The Institute of Medicine (IOM) has long advocated for improving the quality of health care and the nation’s health and has recognized the importance of a robust health information infrastructure in realizing that vision. A recent report acknowledged the impetus provided by the creation in 2004 of the Office of the National Coordinator for Health Information Technology (ONC) within the U.S. Department of Health and Human Services, and applauded the Department’s 10-year goal for creation of the National Health Information Infrastructure and the high priority given to the creation of standards.


This report responds to a request by ONC for IOM to convene a Committee of experts (the Committee) to review and comment on the pace and cohesion of the standards activities it coordinates.


The Committee is supportive of ONC and the attention and sense of urgency that it and the Secretary of Health and Human Services have brought to the national health information agenda, and concludes that ONC’s activities have helped advance this agenda in the 3 years since its establishment.


The Committee also concluded that the appropriate pace differs across the standards entities, activities, and processes coordinated by ONC and that the major issue for overall coordination is primarily one of relative pace, or sequencing.


The Committee saw several opportunities to improve coordination and clarity in critical areas. To improve the adoption and implementation of standards for health IT, it recommends that the National Coordinator for Health Information Technology should:

  • Develop the strategic plan required by the Executive Order that established the office, providing a roadmap with specific objectives, milestones, and metrics for the national health information technology (IT) agenda.

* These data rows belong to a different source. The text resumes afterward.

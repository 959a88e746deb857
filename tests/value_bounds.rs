use imon_data::{StatHearts, Weight, MAX_HEARTS, MAX_WEIGHT, MIN_WEIGHT};
use proptest::prelude::*;

#[derive(Debug, Clone)]
enum HeartOp {
    Inc,
    Dec,
    DecBy(u64),
}

#[derive(Debug, Clone)]
enum WeightOp {
    Add(u16),
    Sub(u16),
}

fn arb_heart_op() -> impl Strategy<Value = HeartOp> {
    prop_oneof![
        Just(HeartOp::Inc),
        Just(HeartOp::Dec),
        any::<u64>().prop_map(HeartOp::DecBy),
    ]
}

fn arb_weight_op() -> impl Strategy<Value = WeightOp> {
    prop_oneof![
        any::<u16>().prop_map(WeightOp::Add),
        any::<u16>().prop_map(WeightOp::Sub),
    ]
}

proptest! {
    #![proptest_config(ProptestConfig::with_cases(300))]

    #[test]
    fn test_hearts_stay_in_range(start in any::<i64>(), ops in prop::collection::vec(arb_heart_op(), 0..64)) {
        let mut hearts = StatHearts::new(start);
        prop_assert!(hearts.value() <= MAX_HEARTS);
        for op in ops {
            match op {
                HeartOp::Inc => hearts.increment(),
                HeartOp::Dec => hearts.decrement(),
                HeartOp::DecBy(n) => hearts.decrement_by(n),
            }
            prop_assert!(hearts.value() <= MAX_HEARTS);
        }
    }

    #[test]
    fn test_weight_stays_in_range(start in any::<i64>(), ops in prop::collection::vec(arb_weight_op(), 0..64)) {
        let mut weight = Weight::new(start);
        for op in ops {
            match op {
                WeightOp::Add(g) => weight.add(g),
                WeightOp::Sub(g) => weight.subtract(g),
            }
            prop_assert!((MIN_WEIGHT..=MAX_WEIGHT).contains(&weight.grams()));
        }
    }

    #[test]
    fn test_decrement_by_matches_repeated_decrement(start in 0i64..=4, times in 0u64..10) {
        let mut fast = StatHearts::new(start);
        fast.decrement_by(times);
        let mut slow = StatHearts::new(start);
        for _ in 0..times {
            slow.decrement();
        }
        prop_assert_eq!(fast, slow);
    }
}

#[test]
fn test_overweight_only_at_the_cap() {
    assert!(!Weight::new(98).is_overweight());
    assert!(Weight::new(99).is_overweight());
    assert!(Weight::new(500).is_overweight());
}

  • Clarify and improve the Office of the National Coordinator’s processes for advancing the national health IT agenda—specifically, processes for decision making, workflow, coordination, and feedback.

The Committee cannot predict what the impact of the transformation of the American Health Information Community (AHIC)—a critical element of the national health IT enterprise—will be on the ability of the Coordinator to develop and implement a strategic plan. Accordingly, it would be appropriate for the Secretary of Health and Human Services to consider the AHIC transformation in light of this.

Suggested Citation:"Letter Report." Institute of Medicine and National Research Council. 2007. Opportunities for Coordination and Clarity to Advance the National Health Information Agenda: A Brief Assessment of the Office of the National Coordinator for Health Information Technology: A Letter Report. Washington, DC: The National Academies Press. doi: 10.17226/12048.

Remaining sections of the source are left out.